→ **Exercise**:
Count the lines containing "Parser" in the entries underneath, and state that count without anything else.

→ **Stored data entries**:
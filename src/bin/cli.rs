//! TideKV CLI Client
//!
//! Sends one command to a server and prints the reply.

use clap::Parser;
use tidekv::protocol::Reply;
use tidekv::Client;

/// TideKV CLI
#[derive(Parser, Debug)]
#[command(name = "tidekv-cli")]
#[command(about = "CLI for the TideKV key-value store")]
struct Args {
    /// Server address
    #[arg(short, long, default_value = "127.0.0.1:6379")]
    server: String,

    /// Command and arguments, e.g. `SET key value PX 100`
    #[arg(required = true, num_args = 1..)]
    command: Vec<String>,
}

fn main() {
    let args = Args::parse();

    let reply = Client::connect(&args.server).and_then(|mut client| client.send(&args.command[..]));
    match reply {
        Ok(reply) => {
            print_reply(&reply, 0);
            if reply.is_error() {
                std::process::exit(1);
            }
        }
        Err(e) => {
            eprintln!("Error: {}", e);
            std::process::exit(1);
        }
    }
}

fn print_reply(reply: &Reply, depth: usize) {
    let indent = "  ".repeat(depth);
    match reply {
        Reply::Simple(text) => println!("{}{}", indent, text),
        Reply::Error(text) => println!("{}(error) {}", indent, text),
        Reply::Integer(value) => println!("{}(integer) {}", indent, value),
        Reply::Bulk(bytes) | Reply::Snapshot(bytes) => {
            println!("{}\"{}\"", indent, String::from_utf8_lossy(bytes))
        }
        Reply::Null | Reply::NullArray => println!("{}(nil)", indent),
        Reply::Array(items) if items.is_empty() => println!("{}(empty array)", indent),
        Reply::Array(items) => {
            for (i, item) in items.iter().enumerate() {
                println!("{}{})", indent, i + 1);
                print_reply(item, depth + 1);
            }
        }
    }
}
//! Store Module
//!
//! In-memory keyspace holding typed values.
//!
//! ## Responsibilities
//! - Typed values (string, integer, stream) behind an explicit tag
//! - Lazy expiry: expired keys are treated as absent and dropped on access
//! - Append-only streams with strictly increasing entry ids
//! - Wake-ups for blocked stream reads
//!
//! ## Data Structure Choice
//! A `HashMap` behind a single `parking_lot::Mutex`. Every command touches
//! at most one key and holds the lock only for the in-memory operation, so
//! mutations are atomic with respect to concurrent reads of the same key.

mod blocking;
mod keyspace;
mod stream;

use std::time::{SystemTime, UNIX_EPOCH};

pub use blocking::{BlockedRead, BlockingReads, WakeReason};
pub use keyspace::Store;
pub use stream::{IdRequest, Stream, StreamEntry, StreamId};

/// Value kind tag
#[derive(Debug, Clone, Copy, PartialEq, Eq)]
pub enum ValueKind {
    String,
    Integer,
    Stream,
}

impl ValueKind {
    /// Name reported by TYPE
    pub fn type_name(&self) -> &'static str {
        match self {
            ValueKind::String | ValueKind::Integer => "string",
            ValueKind::Stream => "stream",
        }
    }
}

/// A stored value; exactly one kind is active
#[derive(Debug, Clone, PartialEq)]
pub enum Value {
    String(String),
    Integer(i64),
    Stream(Stream),
}

impl Value {
    /// Interpret client input: base-10 integers are stored as `Integer`
    ///
    /// Only the canonical spelling counts, so `007`, `+5` and `-0` stay
    /// strings and read back exactly as written.
    pub fn from_input(input: &str) -> Self {
        match input.parse::<i64>() {
            Ok(number) if number.to_string() == input => Value::Integer(number),
            _ => Value::String(input.to_string()),
        }
    }

    pub fn kind(&self) -> ValueKind {
        match self {
            Value::String(_) => ValueKind::String,
            Value::Integer(_) => ValueKind::Integer,
            Value::Stream(_) => ValueKind::Stream,
        }
    }
}

/// Entry stored in the keyspace
#[derive(Debug, Clone, PartialEq)]
pub struct MemoryItem {
    pub value: Value,

    /// Absolute expiry in unix milliseconds; 0 means no expiry
    pub expires_at_ms: u64,
}

impl MemoryItem {
    pub fn new(value: Value, expires_at_ms: u64) -> Self {
        Self {
            value,
            expires_at_ms,
        }
    }

    /// A value that never expires
    pub fn persistent(value: Value) -> Self {
        Self::new(value, 0)
    }

    pub fn is_expired(&self, now_ms: u64) -> bool {
        self.expires_at_ms != 0 && now_ms >= self.expires_at_ms
    }
}

/// Current wall-clock time in unix milliseconds
pub fn now_ms() -> u64 {
    SystemTime::now()
        .duration_since(UNIX_EPOCH)
        .map(|d| d.as_millis() as u64)
        .unwrap_or(0)
}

→ **Answer to this exercise**:
2